(Stored items)
◇ ◇ ◇ ◇ ◇ ◇ ◇

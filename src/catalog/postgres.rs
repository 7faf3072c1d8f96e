//! PostgreSQL catalog.
//!
//! Queries are plain `sqlx::query` strings so the crate builds without a
//! live database. Table layout lives in `schema.sql`.

use super::{CatalogError, Recipe, RecipeStep, Vegetable, VegetableCatalog, VegetableRef};
use crate::nutrients::{Nutrient, NutrientProfile};
use async_trait::async_trait;
use sqlx::postgres::{PgPoolOptions, PgRow};
use sqlx::{PgPool, Row};
use std::sync::LazyLock;
use tracing::debug;

/// Kept low: every request is a handful of short reads.
pub const DEFAULT_MAX_CONNECTIONS: u32 = 5;

static PROFILES_SQL: LazyLock<String> = LazyLock::new(|| {
    let columns = Nutrient::ALL
        .iter()
        .map(|n| format!("n.{}", n.key()))
        .collect::<Vec<_>>()
        .join(", ");

    format!(
        r#"
        SELECT
            v.id,
            v.vege_name,
            COALESCE(
                (SELECT array_agg(a.alias ORDER BY a.alias) FROM vege_alias a WHERE a.vege_id = v.id),
                ARRAY[]::text[]
            ) AS aliases,
            {columns}
        FROM basic_vege v
        LEFT JOIN vege_nutrition n ON n.vege_id = v.id
        ORDER BY v.vege_name
        "#
    )
});

#[derive(Clone)]
pub struct PgCatalog {
    pool: PgPool,
}

impl PgCatalog {
    pub fn new(pool: PgPool) -> Self {
        Self { pool }
    }

    /// Build a lazily-connecting pool: the server starts even while the
    /// database is down and requests fail individually instead.
    pub fn connect_lazy(database_url: &str, max_connections: u32) -> Result<Self, CatalogError> {
        let pool = PgPoolOptions::new()
            .max_connections(max_connections)
            .connect_lazy(database_url)?;
        Ok(Self::new(pool))
    }

    pub fn pool(&self) -> &PgPool {
        &self.pool
    }
}

#[async_trait]
impl VegetableCatalog for PgCatalog {
    async fn vegetables(&self) -> Result<Vec<VegetableRef>, CatalogError> {
        let rows = sqlx::query("SELECT id, vege_name FROM basic_vege ORDER BY vege_name")
            .fetch_all(&self.pool)
            .await?;

        rows.iter().map(vegetable_ref).collect()
    }

    async fn vegetable(&self, id: i32) -> Result<Option<VegetableRef>, CatalogError> {
        let row = sqlx::query("SELECT id, vege_name FROM basic_vege WHERE id = $1")
            .bind(id)
            .fetch_optional(&self.pool)
            .await?;

        row.as_ref().map(vegetable_ref).transpose()
    }

    async fn profiles(&self) -> Result<Vec<Vegetable>, CatalogError> {
        let rows = sqlx::query(PROFILES_SQL.as_str())
            .fetch_all(&self.pool)
            .await?;

        let mut vegetables = Vec::with_capacity(rows.len());
        for row in &rows {
            let mut nutrients = NutrientProfile::new();
            for nutrient in Nutrient::ALL {
                nutrients.set(nutrient, row.try_get(nutrient.key())?);
            }

            vegetables.push(Vegetable {
                id: row.try_get("id")?,
                name: row.try_get("vege_name")?,
                aliases: row.try_get("aliases")?,
                nutrients,
            });
        }

        debug!(count = vegetables.len(), "Loaded vegetable profiles");
        Ok(vegetables)
    }

    async fn recipes(&self, vege_id: i32, limit: usize) -> Result<Vec<Recipe>, CatalogError> {
        let limit = i64::try_from(limit).unwrap_or(i64::MAX);
        let rows = sqlx::query(
            r#"
            WITH picked AS (
                SELECT id, recipe
                FROM main_recipe
                WHERE vege_id = $1
                ORDER BY id
                LIMIT $2
            )
            SELECT p.id, p.recipe, rs.step_no, rs.description
            FROM picked p
            LEFT JOIN recipe_steps rs ON rs.recipe_id = p.id
            ORDER BY p.id, rs.step_no
            "#,
        )
        .bind(vege_id)
        .bind(limit)
        .fetch_all(&self.pool)
        .await?;

        Ok(group_recipe_rows(recipe_rows(&rows)?))
    }

    async fn recipe_steps(&self, vege_id: i32) -> Result<Vec<Recipe>, CatalogError> {
        let rows = sqlx::query(
            r#"
            SELECT mr.id, mr.recipe, rs.step_no, rs.description
            FROM main_recipe mr
            JOIN recipe_steps rs ON rs.recipe_id = mr.id
            WHERE mr.vege_id = $1
            ORDER BY mr.id, rs.step_no
            "#,
        )
        .bind(vege_id)
        .fetch_all(&self.pool)
        .await?;

        Ok(group_recipe_rows(recipe_rows(&rows)?))
    }

    async fn ping(&self) -> Result<(), CatalogError> {
        sqlx::query("SELECT 1").execute(&self.pool).await?;
        Ok(())
    }
}

fn vegetable_ref(row: &PgRow) -> Result<VegetableRef, CatalogError> {
    Ok(VegetableRef {
        id: row.try_get("id")?,
        name: row.try_get("vege_name")?,
    })
}

fn recipe_rows(rows: &[PgRow]) -> Result<Vec<RecipeRow>, CatalogError> {
    let rows = rows
        .iter()
        .map(|row| -> Result<RecipeRow, sqlx::Error> {
            Ok(RecipeRow {
                recipe_id: row.try_get("id")?,
                title: row.try_get("recipe")?,
                step_no: row.try_get("step_no")?,
                description: row.try_get("description")?,
            })
        })
        .collect::<Result<Vec<_>, _>>()?;
    Ok(rows)
}

/// One row of the recipe/step join. Step columns are null for recipes that
/// have no steps yet.
#[derive(Debug, Clone)]
pub(crate) struct RecipeRow {
    pub recipe_id: i32,
    pub title: String,
    pub step_no: Option<i32>,
    pub description: Option<String>,
}

/// Fold join rows (ordered by recipe id, step number) into recipes.
pub(crate) fn group_recipe_rows(rows: Vec<RecipeRow>) -> Vec<Recipe> {
    let mut recipes: Vec<Recipe> = Vec::new();

    for row in rows {
        let starts_new = recipes.last().is_none_or(|r| r.id != row.recipe_id);
        if starts_new {
            recipes.push(Recipe {
                id: row.recipe_id,
                title: row.title,
                steps: Vec::new(),
            });
        }

        if let (Some(step_no), Some(description), Some(recipe)) =
            (row.step_no, row.description, recipes.last_mut())
        {
            recipe.steps.push(RecipeStep {
                step_no,
                description,
            });
        }
    }

    recipes
}

#[cfg(test)]
mod tests {
    use super::*;

    fn row(id: i32, step: Option<i32>, text: Option<&str>) -> RecipeRow {
        RecipeRow {
            recipe_id: id,
            title: format!("recipe-{id}"),
            step_no: step,
            description: text.map(str::to_string),
        }
    }

    #[test]
    fn groups_consecutive_rows_by_recipe() {
        let recipes = group_recipe_rows(vec![
            row(1, Some(1), Some("a")),
            row(1, Some(2), Some("b")),
            row(2, Some(1), Some("c")),
        ]);

        assert_eq!(recipes.len(), 2);
        assert_eq!(recipes[0].steps.len(), 2);
        assert_eq!(recipes[0].steps[1].description, "b");
        assert_eq!(recipes[1].title, "recipe-2");
    }

    #[test]
    fn keeps_recipes_without_steps() {
        let recipes = group_recipe_rows(vec![row(7, None, None)]);
        assert_eq!(recipes.len(), 1);
        assert!(recipes[0].steps.is_empty());
    }

    #[test]
    fn profile_query_selects_every_nutrient() {
        for nutrient in Nutrient::ALL {
            assert!(PROFILES_SQL.contains(&format!("n.{}", nutrient.key())));
        }
    }

    // Integration tests require a real database
    // Run with: DATABASE_URL=postgres://... cargo test -- --ignored

    #[tokio::test]
    #[ignore = "requires database"]
    async fn lists_vegetables_from_database() {
        let url = std::env::var("DATABASE_URL").expect("DATABASE_URL required");
        let catalog = PgCatalog::connect_lazy(&url, 2).expect("pool creation failed");

        catalog.ping().await.expect("ping failed");
        let vegetables = catalog.vegetables().await.expect("query failed");
        let profiles = catalog.profiles().await.expect("query failed");
        assert_eq!(vegetables.len(), profiles.len());
    }
}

◇ ◇ ◇ ◇ ◇ ◇ ◇

TASK OBJECTIVE:
Show every line above in which the word "RecipeStep" is found.

SOLUTION TO THE PROBLEM:
use super::{CatalogError, Recipe, RecipeStep, Vegetable, VegetableCatalog, VegetableRef};
            recipe.steps.push(RecipeStep {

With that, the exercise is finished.